◆ EXERCISE BRIEF
Among the records below, find each line bearing the word "RunArgs" and copy it.

Saved data entries:
· · ·
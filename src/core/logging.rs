//! Logging setup.
//!
//! Logs go to stderr by default, or to a file when `QUOTAPANE_LOG_FILE` is
//! set. The monitor pane owns stdout, so nothing here may write there.

use std::fs::OpenOptions;
use std::path::PathBuf;
use tracing::Level;
use tracing_subscriber::EnvFilter;
use tracing_subscriber::fmt::writer::BoxMakeWriter;

const LOG_LEVEL_ENV: &str = "QUOTAPANE_LOG";
const LOG_FORMAT_ENV: &str = "QUOTAPANE_LOG_FORMAT";
const LOG_FILE_ENV: &str = "QUOTAPANE_LOG_FILE";

/// Log output format.
#[derive(Debug, Clone, Copy, Default, PartialEq, Eq)]
pub enum LogFormat {
    /// Human-readable logs.
    #[default]
    Human,
    /// JSON logs (one event per line).
    Json,
}

impl LogFormat {
    /// Parse from string (case-insensitive).
    #[must_use]
    pub fn from_arg(s: &str) -> Option<Self> {
        match s.to_lowercase().as_str() {
            "human" => Some(Self::Human),
            "json" => Some(Self::Json),
            _ => None,
        }
    }
}

/// Log level from CLI argument.
#[derive(Debug, Clone, Copy, Default)]
pub enum LogLevel {
    Trace,
    Debug,
    Info,
    #[default]
    Warn,
    Error,
}

impl LogLevel {
    /// Parse from CLI argument.
    #[must_use]
    pub fn from_arg(s: &str) -> Option<Self> {
        match s.to_lowercase().as_str() {
            "trace" => Some(Self::Trace),
            "verbose" | "debug" => Some(Self::Debug),
            "info" => Some(Self::Info),
            "warn" | "warning" => Some(Self::Warn),
            "error" => Some(Self::Error),
            _ => None,
        }
    }

    /// Convert to tracing filter string.
    #[must_use]
    pub const fn as_filter(self) -> &'static str {
        match self {
            Self::Trace => "trace",
            Self::Debug => "debug",
            Self::Info => "info",
            Self::Warn => "warn",
            Self::Error => "error",
        }
    }

    /// Convert from tracing level.
    #[must_use]
    pub const fn from_tracing_level(level: Level) -> Self {
        match level {
            Level::TRACE => Self::Trace,
            Level::DEBUG => Self::Debug,
            Level::INFO => Self::Info,
            Level::WARN => Self::Warn,
            Level::ERROR => Self::Error,
        }
    }
}

/// Parse log level from the `QUOTAPANE_LOG` env var.
#[must_use]
pub fn parse_log_level_from_env() -> Option<Level> {
    let value = std::env::var(LOG_LEVEL_ENV).ok()?;
    let trimmed = value.trim();
    if trimmed.is_empty() {
        return None;
    }
    match LogLevel::from_arg(trimmed)? {
        LogLevel::Trace => Some(Level::TRACE),
        LogLevel::Debug => Some(Level::DEBUG),
        LogLevel::Info => Some(Level::INFO),
        LogLevel::Warn => Some(Level::WARN),
        LogLevel::Error => Some(Level::ERROR),
    }
}

/// Parse log format from the `QUOTAPANE_LOG_FORMAT` env var.
#[must_use]
pub fn parse_log_format_from_env() -> Option<LogFormat> {
    std::env::var(LOG_FORMAT_ENV)
        .ok()
        .and_then(|value| LogFormat::from_arg(value.trim()))
}

/// Parse log file path from the `QUOTAPANE_LOG_FILE` env var.
#[must_use]
pub fn parse_log_file_from_env() -> Option<PathBuf> {
    let value = std::env::var(LOG_FILE_ENV).ok()?;
    let trimmed = value.trim();
    if trimmed.is_empty() {
        None
    } else {
        Some(PathBuf::from(trimmed))
    }
}

/// Initialize logging with the given settings.
pub fn init(level: LogLevel, format: LogFormat, log_file: Option<PathBuf>, verbose: bool) {
    let level = if verbose && matches!(level, LogLevel::Warn) {
        LogLevel::Debug
    } else {
        level
    };

    let file = log_file.and_then(|path| {
        OpenOptions::new()
            .create(true)
            .append(true)
            .open(&path)
            .ok()
    });
    let writer = match file {
        Some(file) => BoxMakeWriter::new(file),
        None => BoxMakeWriter::new(std::io::stderr),
    };

    let filter = EnvFilter::try_from_default_env()
        .unwrap_or_else(|_| EnvFilter::new(format!("quotapane={}", level.as_filter())));

    match format {
        LogFormat::Json => {
            tracing_subscriber::fmt()
                .with_env_filter(filter)
                .json()
                .with_writer(writer)
                .try_init()
                .ok();
        }
        LogFormat::Human => {
            tracing_subscriber::fmt()
                .with_env_filter(filter)
                .with_writer(writer)
                .with_target(false)
                .without_time()
                .try_init()
                .ok();
        }
    }
}
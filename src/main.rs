//! quotapane - CLI entry point.

#![forbid(unsafe_code)]
#![warn(clippy::pedantic, clippy::nursery)]
#![allow(clippy::module_name_repetitions)]

use clap::Parser;
use std::process::ExitCode;

use quotapane::cli::{Cli, Commands, args::RunArgs};
use quotapane::core::logging;
use quotapane::credentials::CredentialStore;

#[tokio::main]
async fn main() -> ExitCode {
    let cli = Cli::parse();

    // Initialize logging
    let log_level = cli
        .log_level
        .as_deref()
        .and_then(logging::LogLevel::from_arg)
        .or_else(|| logging::parse_log_level_from_env().map(logging::LogLevel::from_tracing_level))
        .unwrap_or_default();
    let log_format = if cli.json_logs {
        logging::LogFormat::Json
    } else {
        logging::parse_log_format_from_env().unwrap_or_default()
    };
    let log_file = logging::parse_log_file_from_env();
    logging::init(log_level, log_format, log_file, cli.verbose);

    match run(cli).await {
        Ok(()) => ExitCode::SUCCESS,
        Err(e) => {
            tracing::error!("{}", e);
            eprintln!("quotapane: {}", e.user_message());
            ExitCode::FAILURE
        }
    }
}

async fn run(cli: Cli) -> quotapane::Result<()> {
    // The override file is a constructor parameter, never ambient state:
    // when given, the normal resolution chain is not consulted at all.
    let store = cli
        .credentials_file
        .as_ref()
        .map_or_else(CredentialStore::new, CredentialStore::with_override);

    match cli.command {
        // Default to the monitor loop
        None => quotapane::cli::run::execute(&RunArgs { interval: 60 }, store).await,

        Some(Commands::Run(args)) => quotapane::cli::run::execute(&args, store).await,

        Some(Commands::Status(args)) => quotapane::cli::status::execute(&args, store).await,

        Some(Commands::Open(args)) => quotapane::cli::place::execute_open(&args),

        Some(Commands::Move(args)) => quotapane::cli::place::execute_move(&args),
    }
}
· · ·
◆ ANSWER BOX
use quotapane::cli::{Cli, Commands, args::RunArgs};
        None => quotapane::cli::run::execute(&RunArgs { interval: 60 }, store).await,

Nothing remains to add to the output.